Conheço vários intelectuais que defendem o liberalismo político e econômico e eles podem divergir em muitos pontos. Normalmente, quando perguntado por qual corrente se identificariam, podem dizer algo como “austríaco”, “monetarista”, ou mesmo social-democrata ou terceira-via. Nenhum deles se identifica como “neoliberal”, um rótulo usado pela esquerda que foi preenchido com tudo o que esta tendência política não gosta.

A administração Lula manteve a estrutura econômica do governo anterior, o “neoliberal”, mas claro que petistas rejeitam esse tipo de rótulo.
Mas a esquerda da esquerda, o PSOL ou PSTU, continuaram repetindo que o PT traiu os ideais dos trabalhadores e governaram com os grandes banqueiros e o neoliberalismo.

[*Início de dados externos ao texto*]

//! Field-by-field merge of driver configuration with the default policy.

use std::collections::BTreeMap;

use serde_json::Value;

use crate::attributes::AttributeSet;
use crate::error::{Result, RootError};
use crate::namespace::DriverNamespace;
use crate::root::{
    PartialConfiguration, RootConfiguration, RootTemplate, UploadPolicy, RESERVED_KEYS,
};

/// Merges driver-declared configuration into root configurations.
///
/// Merging is pure: inputs are borrowed and never modified.
#[derive(Debug, Clone, Default)]
pub struct ConfigMerger {
    namespace: DriverNamespace,
}

impl ConfigMerger {
    pub fn new(namespace: DriverNamespace) -> Self {
        Self { namespace }
    }

    /// The namespace driver names are qualified with.
    pub fn namespace(&self) -> &DriverNamespace {
        &self.namespace
    }

    /// Merge `overrides` over `defaults`.
    ///
    /// Declared fields of `overrides` win. Attribute rules are concatenated,
    /// defaults first. Fails with [`RootError::InvalidConfiguration`] when
    /// `overrides` declares no driver, and with
    /// [`RootError::MalformedAttributePattern`] when any resulting rule does
    /// not compile.
    pub fn merge(
        &self,
        defaults: &RootTemplate,
        overrides: &PartialConfiguration,
    ) -> Result<RootConfiguration> {
        let driver = self.qualified_driver(overrides)?;

        let mut attributes = defaults.attributes.clone();
        if let Some(extra) = &overrides.attributes {
            attributes.extend(extra.iter().cloned());
        }
        AttributeSet::compile(&attributes)?;

        let upload = UploadPolicy {
            overwrite: overrides.upload_overwrite.unwrap_or(defaults.upload.overwrite),
            allow: overrides
                .upload_allow
                .clone()
                .unwrap_or_else(|| defaults.upload.allow.clone()),
            deny: overrides
                .upload_deny
                .clone()
                .unwrap_or_else(|| defaults.upload.deny.clone()),
            order: overrides
                .upload_order
                .clone()
                .unwrap_or_else(|| defaults.upload.order.clone()),
        };

        Ok(RootConfiguration {
            driver,
            path: overrides.path.clone(),
            url: overrides.url.clone(),
            alias: overrides.alias.clone(),
            upload,
            disabled: overrides
                .disabled
                .clone()
                .unwrap_or_else(|| defaults.disabled.clone()),
            attributes,
            plugin: overrides.plugin.clone(),
            options: passthrough_options(&overrides.options),
        })
    }

    /// Turn a raw driver configuration into a root without applying any
    /// defaults.
    ///
    /// The driver is still required and qualified, and its rules must still
    /// compile; unset fields take empty values.
    pub fn pass_through(&self, raw: &PartialConfiguration) -> Result<RootConfiguration> {
        let driver = self.qualified_driver(raw)?;

        let attributes = raw.attributes.clone().unwrap_or_default();
        AttributeSet::compile(&attributes)?;

        Ok(RootConfiguration {
            driver,
            path: raw.path.clone(),
            url: raw.url.clone(),
            alias: raw.alias.clone(),
            upload: UploadPolicy {
                overwrite: raw.upload_overwrite.unwrap_or(false),
                allow: raw.upload_allow.clone().unwrap_or_default(),
                deny: raw.upload_deny.clone().unwrap_or_default(),
                order: raw.upload_order.clone().unwrap_or_default(),
            },
            disabled: raw.disabled.clone().unwrap_or_default(),
            attributes,
            plugin: raw.plugin.clone(),
            options: passthrough_options(&raw.options),
        })
    }

    fn qualified_driver(&self, cfg: &PartialConfiguration) -> Result<String> {
        match cfg.driver.as_deref().map(str::trim) {
            Some(name) if !name.is_empty() => Ok(self.namespace.qualify(name)),
            _ => Err(RootError::InvalidConfiguration),
        }
    }
}

fn passthrough_options(options: &BTreeMap<String, Value>) -> BTreeMap<String, Value> {
    options
        .iter()
        .filter(|(key, _)| {
            let reserved = RESERVED_KEYS.contains(&key.as_str());
            if reserved {
                tracing::debug!(key = %key, "Dropping option that shadows a root field");
            }
            !reserved
        })
        .map(|(key, value)| (key.clone(), value.clone()))
        .collect()
}
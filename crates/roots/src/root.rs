//! Root configuration types.
//!
//! A driver declares a [`PartialConfiguration`]; the default policy supplies
//! a [`RootTemplate`]; merging the two yields a [`RootConfiguration`], which
//! is what the external runtime receives. Serialized keys follow the
//! runtime's camelCase option names.

use std::any::Any;
use std::collections::BTreeMap;
use std::fmt;
use std::path::PathBuf;
use std::sync::{Arc, Weak};

use serde::{Deserialize, Serialize};
use serde_json::Value;

use crate::attributes::AttributeRule;
use crate::command::Command;

/// Which upload list the runtime consults, in order.
#[derive(Debug, Clone, Copy, PartialEq, Eq, Serialize, Deserialize)]
#[serde(rename_all = "lowercase")]
pub enum UploadOrder {
    Allow,
    Deny,
}

/// Upload rules for one root.
#[derive(Debug, Clone, PartialEq, Eq, Serialize, Deserialize)]
pub struct UploadPolicy {
    /// Replace existing files instead of renaming the upload.
    #[serde(rename = "uploadOverwrite")]
    pub overwrite: bool,
    /// MIME types or top-level categories accepted.
    #[serde(rename = "uploadAllow")]
    pub allow: Vec<String>,
    /// MIME types or top-level categories rejected.
    #[serde(rename = "uploadDeny")]
    pub deny: Vec<String>,
    #[serde(rename = "uploadOrder")]
    pub order: Vec<UploadOrder>,
}

/// Opaque, non-owning handle back to the connector that produced a root.
///
/// The handle never keeps its target alive; drivers upgrade it while the
/// request is being assembled.
#[derive(Clone)]
pub struct ConnectorRef(Weak<dyn Any + Send + Sync>);

impl ConnectorRef {
    /// Create a handle pointing at `target`.
    pub fn new<T: Any + Send + Sync>(target: &Arc<T>) -> Self {
        let weak: Weak<T> = Arc::downgrade(target);
        Self(weak)
    }

    /// A handle that points at nothing.
    pub fn detached() -> Self {
        let weak: Weak<()> = Weak::new();
        Self(weak)
    }

    /// Borrow the target as `T`, if it is still alive and of that type.
    pub fn upgrade<T: Any + Send + Sync>(&self) -> Option<Arc<T>> {
        self.0.upgrade()?.downcast::<T>().ok()
    }

    /// Whether the target has been dropped.
    pub fn is_detached(&self) -> bool {
        self.0.strong_count() == 0
    }
}

impl Default for ConnectorRef {
    fn default() -> Self {
        Self::detached()
    }
}

impl PartialEq for ConnectorRef {
    fn eq(&self, other: &Self) -> bool {
        Weak::ptr_eq(&self.0, &other.0)
    }
}

impl fmt::Debug for ConnectorRef {
    fn fmt(&self, f: &mut fmt::Formatter<'_>) -> fmt::Result {
        f.debug_struct("ConnectorRef")
            .field("detached", &self.is_detached())
            .finish()
    }
}

/// Metadata identifying the driver that produced a root.
#[derive(Debug, Clone, PartialEq, Serialize)]
pub struct PluginContext {
    #[serde(rename = "driverName")]
    pub driver_name: String,
    #[serde(skip)]
    pub connector: ConnectorRef,
}

impl PluginContext {
    pub fn new(driver_name: impl Into<String>, connector: ConnectorRef) -> Self {
        Self {
            driver_name: driver_name.into(),
            connector,
        }
    }
}

/// Configuration declared by a driver. Absent fields inherit.
#[derive(Debug, Clone, PartialEq, Default, Serialize, Deserialize)]
#[serde(rename_all = "camelCase")]
pub struct PartialConfiguration {
    /// Driver type name. A configuration without one is unusable.
    #[serde(default, skip_serializing_if = "Option::is_none")]
    pub driver: Option<String>,
    #[serde(default, skip_serializing_if = "Option::is_none")]
    pub path: Option<PathBuf>,
    #[serde(rename = "URL", default, skip_serializing_if = "Option::is_none")]
    pub url: Option<String>,
    #[serde(default, skip_serializing_if = "Option::is_none")]
    pub alias: Option<String>,
    #[serde(default, skip_serializing_if = "Option::is_none")]
    pub upload_overwrite: Option<bool>,
    #[serde(default, skip_serializing_if = "Option::is_none")]
    pub upload_allow: Option<Vec<String>>,
    #[serde(default, skip_serializing_if = "Option::is_none")]
    pub upload_deny: Option<Vec<String>>,
    #[serde(default, skip_serializing_if = "Option::is_none")]
    pub upload_order: Option<Vec<UploadOrder>>,
    #[serde(default, skip_serializing_if = "Option::is_none")]
    pub disabled: Option<Vec<Command>>,
    #[serde(default, skip_serializing_if = "Option::is_none")]
    pub attributes: Option<Vec<AttributeRule>>,
    #[serde(skip)]
    pub plugin: Option<PluginContext>,
    /// Extra runtime options passed through as-is.
    #[serde(flatten)]
    pub options: BTreeMap<String, Value>,
}

impl PartialConfiguration {
    /// A configuration declaring only its driver type.
    pub fn for_driver(driver: impl Into<String>) -> Self {
        Self {
            driver: Some(driver.into()),
            ..Self::default()
        }
    }

    /// Append an attribute rule.
    pub fn push_attribute(&mut self, rule: AttributeRule) {
        self.attributes.get_or_insert_with(Vec::new).push(rule);
    }
}

/// Baseline settings every root is merged against.
#[derive(Debug, Clone, PartialEq, Eq, Serialize)]
pub struct RootTemplate {
    #[serde(flatten)]
    pub upload: UploadPolicy,
    pub disabled: Vec<Command>,
    pub attributes: Vec<AttributeRule>,
}

/// The fully merged configuration of one storage root.
#[derive(Debug, Clone, PartialEq, Serialize)]
pub struct RootConfiguration {
    /// Qualified driver reference.
    pub driver: String,
    #[serde(skip_serializing_if = "Option::is_none")]
    pub path: Option<PathBuf>,
    #[serde(rename = "URL", skip_serializing_if = "Option::is_none")]
    pub url: Option<String>,
    #[serde(skip_serializing_if = "Option::is_none")]
    pub alias: Option<String>,
    #[serde(flatten)]
    pub upload: UploadPolicy,
    pub disabled: Vec<Command>,
    pub attributes: Vec<AttributeRule>,
    #[serde(skip_serializing_if = "Option::is_none")]
    pub plugin: Option<PluginContext>,
    #[serde(flatten)]
    pub options: BTreeMap<String, Value>,
}

impl RootConfiguration {
    /// The name of the driver that produced this root.
    pub fn driver_name(&self) -> Option<&str> {
        self.plugin.as_ref().map(|p| p.driver_name.as_str())
    }
}

/// Top-level keys of a serialized root. Extra options may not shadow them.
pub const RESERVED_KEYS: &[&str] = &[
    "driver",
    "path",
    "URL",
    "alias",
    "uploadOverwrite",
    "uploadAllow",
    "uploadDeny",
    "uploadOrder",
    "disabled",
    "attributes",
    "plugin",
];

Ou seja: neoliberalismo é algo que serve para palanques e panfletos políticos, não é uma categoria de análise. Pena que inúmeros acadêmicos, não só no Brasil, não queiram ver isso, o que provoca enorme dano a discussão séria de ideias.
O que começa nos palanques vai sendo reproduzido como verdade em artigos e livros acadêmicos, criando grupos de picaretas (que sabem que o termo é oco e só serve para atacar adversários) e desavisados. Sendo assim, o governo Dilma que nem começou poderá ser visto como neoliberal ou como não neoliberal, a depender do gosto de quem use a palavra.

21 de novembro de 2013

Renato Lima, jornalista, é mestre em Estudos da América Latina (University of Illinois at Urbana-Champaign) e doutorando em ciência política (MIT).